Por Percival Puggina
Durante boa parte de nossa história, o serviço público e a política foram os destinos principais de quem buscasse uma feliz combinação de sustento familiar e relevo social. Mães zelosas ambicionavam ver os filhos empregados no setor público ou numa empresa estatal.
Passaram-se os anos, o Estado brasileiro cresceu e sua burocracia se sofisticou. Às centenas, surgiram empresas públicas e se multiplicaram os ministérios, as secretarias, os departamentos. Miríade de novos municípios, conforme iam sendo criados, reproduziam essa expansão na base da pirâmide do poder político. Todo o organismo estatal se agigantou, num fenômeno que lembra a divisão celular por mitose e meiose. Concursos públicos e cargos de confiança proveram novas, crescentes e permanentes possibilidades de acesso a vagas em posições detentoras do privilégio da estabilidade.
O serviço público se manteve, através das décadas, como um lugar que permitia a sobrevivência digna, sob proteção de regras que concediam segurança e remuneração por vezes acima do mercado de trabalho no setor privado da economia.

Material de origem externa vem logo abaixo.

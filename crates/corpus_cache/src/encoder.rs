//! src/encoder.rs
//!
//! Turns raw documents into per-sentence token-id sequences.
//!
//! The tokenizer is an external collaborator behind [`SentenceTokenizer`].
//! [`HfTokenizer`] adapts a HuggingFace [`tokenizers::Tokenizer`]; tests can
//! plug in any deterministic implementation.

use crate::config::{EncoderConfig, TokenizerSource};
use crate::document::{EncodedDocument, RawDocument};
use crate::error::CacheError;
use crate::transform::Transform;
use anyhow::{anyhow, Result};
use std::str::FromStr;
use tokenizers::Tokenizer;

/// Maps an ordered batch of sentences to one token-id sequence per sentence,
/// in input order. Must be deterministic for a fixed configuration.
pub trait SentenceTokenizer: Send + Sync {
    fn encode_batch(&self, sentences: &[&str]) -> Result<Vec<Vec<u32>>>;
}

/// ===========================================================================
/// HuggingFace tokenizer adapter.
///
/// # Arguments
/// - `lowercase`: lowercase every sentence before encoding. Leave `false` for
///   cased vocabularies.
/// - `add_special_tokens`: let the tokenizer's post-processor add markers such
///   as `[CLS]`/`[SEP]` around each sentence.
///
/// # Example
/// ```ignore
/// let config = EncoderConfig::pretrained("neuralmind/bert-large-portuguese-cased");
/// let tokenizer = HfTokenizer::from_config(&config)?;
/// let ids = tokenizer.encode_batch(&["Olá mundo", "Tudo bem?"])?;
/// ```
pub struct HfTokenizer {
    tokenizer: Tokenizer,
    lowercase: bool,
    add_special_tokens: bool,
}

impl HfTokenizer {
    pub fn new(tokenizer: Tokenizer, lowercase: bool, add_special_tokens: bool) -> Self {
        Self {
            tokenizer,
            lowercase,
            add_special_tokens,
        }
    }

    /// Loads the tokenizer named by `config`, from a local `tokenizer.json` or
    /// from the HuggingFace hub.
    pub fn from_config(config: &EncoderConfig) -> Result<Self> {
        let tokenizer = match &config.tokenizer {
            TokenizerSource::File(path) => Tokenizer::from_file(path).map_err(|e| {
                anyhow!("Failed to load tokenizer from {}: {}", path.display(), e)
            })?,
            TokenizerSource::Pretrained(identifier) => {
                Tokenizer::from_pretrained(identifier, None).map_err(|e| {
                    anyhow!("Failed to load pretrained tokenizer '{}': {}", identifier, e)
                })?
            }
        };
        Ok(Self::new(
            tokenizer,
            config.lowercase,
            config.add_special_tokens,
        ))
    }

    /// Parses a serialized `tokenizer.json` definition.
    pub fn from_json(json: &str, lowercase: bool, add_special_tokens: bool) -> Result<Self> {
        let tokenizer =
            Tokenizer::from_str(json).map_err(|e| anyhow!("Invalid tokenizer definition: {}", e))?;
        Ok(Self::new(tokenizer, lowercase, add_special_tokens))
    }
}

impl SentenceTokenizer for HfTokenizer {
    fn encode_batch(&self, sentences: &[&str]) -> Result<Vec<Vec<u32>>> {
        let inputs: Vec<String> = if self.lowercase {
            sentences.iter().map(|s| s.to_lowercase()).collect()
        } else {
            sentences.iter().map(|s| s.to_string()).collect()
        };
        let encodings = self
            .tokenizer
            .encode_batch(inputs, self.add_special_tokens)
            .map_err(|e| anyhow!("Tokenization failed: {}", e))?;
        Ok(encodings
            .into_iter()
            .map(|encoding| encoding.get_ids().to_vec())
            .collect())
    }
}

/// ===========================================================================
/// Encodes a [`RawDocument`] into an [`EncodedDocument`].
///
/// All paragraphs are flattened into a single sentence sequence and passed to
/// the tokenizer in one batched call per document. Title, URI and id are not
/// carried over.
///
/// # Errors
/// - [`CacheError::MalformedDocument`] if the record has no
///   `paragraphs.sentences` structure.
/// - Tokenizer failures, or a tokenizer that returns a different number of
///   sequences than it was given.
pub struct Encoder<T> {
    tokenizer: T,
}

impl<T: SentenceTokenizer> Encoder<T> {
    pub fn new(tokenizer: T) -> Self {
        Self { tokenizer }
    }

    pub fn tokenizer(&self) -> &T {
        &self.tokenizer
    }

    pub fn encode(&self, doc: &RawDocument) -> Result<EncodedDocument> {
        let sentences = doc.flat_sentences().ok_or_else(|| CacheError::MalformedDocument {
            doc_id: doc.doc_id.clone(),
            reason: "missing paragraphs.sentences".to_string(),
        })?;
        if sentences.is_empty() {
            return Ok(EncodedDocument::default());
        }

        let encoded_sentences = self.tokenizer.encode_batch(&sentences)?;
        if encoded_sentences.len() != sentences.len() {
            return Err(anyhow!(
                "Tokenizer returned {} sequences for {} sentences in document '{}'",
                encoded_sentences.len(),
                sentences.len(),
                doc.doc_id
            ));
        }
        Ok(EncodedDocument::new(encoded_sentences))
    }
}

impl<T: SentenceTokenizer> Transform<RawDocument, EncodedDocument> for Encoder<T> {
    fn apply(&self, doc: RawDocument) -> Result<EncodedDocument> {
        self.encode(&doc)
    }
}

/// ===========================================================================
/// Drops documents with `min_sentences` or fewer sentences.
///
/// The default threshold of one removes single-sentence documents, which carry
/// no intra-document context.
#[derive(Debug, Clone, Copy)]
pub struct MinSentenceFilter {
    min_sentences: usize,
}

impl Default for MinSentenceFilter {
    fn default() -> Self {
        Self { min_sentences: 1 }
    }
}

impl MinSentenceFilter {
    pub fn new(min_sentences: usize) -> Self {
        Self { min_sentences }
    }

    pub fn keeps(&self, doc: &EncodedDocument) -> bool {
        doc.num_sentences() > self.min_sentences
    }
}

impl Transform<EncodedDocument, Option<EncodedDocument>> for MinSentenceFilter {
    fn apply(&self, doc: EncodedDocument) -> Result<Option<EncodedDocument>> {
        Ok(self.keeps(&doc).then_some(doc))
    }
}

Há mais de 40 anos, porém, luzes vermelhas começaram a sinalizar a gradual aproximação de severas dificuldades. Os ombros dos carregadores não iriam suportar o peso daquele andor. A atividade se tornara campo fértil para atuação de grupos em que a demagogia política de uns turbinava a voracidade corporativa de outros. A conta cada vez mais salgada das folhas de ativos, inativos e pensionistas foi reduzindo drasticamente a capacidade de pagamento e de investimento do setor público. A qualidade foi sumindo dos serviços prestados, as instalações se degradando e os vencimentos perdendo poder de compra. O problema aqui descrito passou a afetar a União, os estados e os municípios.
Durante longos anos, porém, enquanto essa realidade tolhia os governos, a autonomia dos poderes permitiu que o custo da crise fosse circunscrito ao executivo. Os demais conseguiram preservar dedos e anéis.
Nestes dias, contemplamos o fim de um ciclo. Três anos de recessão e mais dois de baixíssimo crescimento do PIB completaram o estrago. Acabou. Medidas duríssimas já vêm sendo adotadas e precisarão ser ampliadas para pôr fim à crise fiscal e para que se restaure a confiança e a capacidade de investimento do setor privado e do setor público.
Então, com a experiência de quem trabalha há 55 anos, tendo atuado nos dois lados desse balcão, constato que o futuro do emprego público é nada promissor, exceto (e assim mesmo, talvez) em algumas limitadas e disputadíssimas carreiras de Estado.
Bem ao contrário do que hoje acontece como orientação pedagógica, é importante despertar, nos jovens, interesse por atividades produtivas e estimulá-los a buscar o merecimento indispensável à competitividade. Desenvolver a mente e o espírito, aderir a valores perenes, adquirir hábitos de leitura e de estudo continuado e fazer de si mesmo o melhor possível será sempre um caminho virtuoso de inserção ativa nas complexidades da vida social, política e econômica. Em meio a elas, não convém a dispersão proporcionada pelas facilidades, nem o esmorecimento sugerido pelas dificuldades. O futuro, ou estará no setor privado da Economia, ou será um estuário de maus pressentimentos.
A experiência dos povos ensina que a crise pela qual estamos atravessando é parteira de novas e melhores possibilidades. E essa é a boa notícia que tenho a dar.
Nota do blog: Essa reportagem da Gazeta ilustra bem o que foi dito pelo autor, e também mostra como uma reforma previdenciária que corte privilégios do setor público é essencial. Eis um trecho:
O número de pedidos e concessões de aposentadorias para servidores públicos federais nunca foi tão grande. Em 2017, foram 22.458 aposentadorias concedidas – o maior número desde 1998 e um crescimento de 42% em relação ao ano anterior. Neste ano, só até julho foram 12.360 registros – em 2015 e 2016, a média foi de 16.253. Esse número pode ser ainda maior: pelo menos 108 mil servidores já têm condições para aposentadoria, mas continuam trabalhando por causa do abono de exercício, um incentivo financeiro para que os funcionários sigam na ativa. A idade média dos servidores públicos é de 46 anos e 39% estão na faixa etária acima de 50 anos.
Todos esses números estão nos documentos preparados pelos técnicos do Ministério do Planejamento para o período de transição dos governos. A equipe ainda dá o alerta: a reforma da Previdência precisa andar no próximo ano e o regime do setor público também precisa ser discutido. “A elevada média de idade dos servidores em atividade traz alto risco de aumento na quantidade de pedidos de aposentadorias nos próximos anos. Isso poderá gerar demanda adicional por recomposição da força de trabalho para atendimento aos anseios da sociedade”, diz o documento.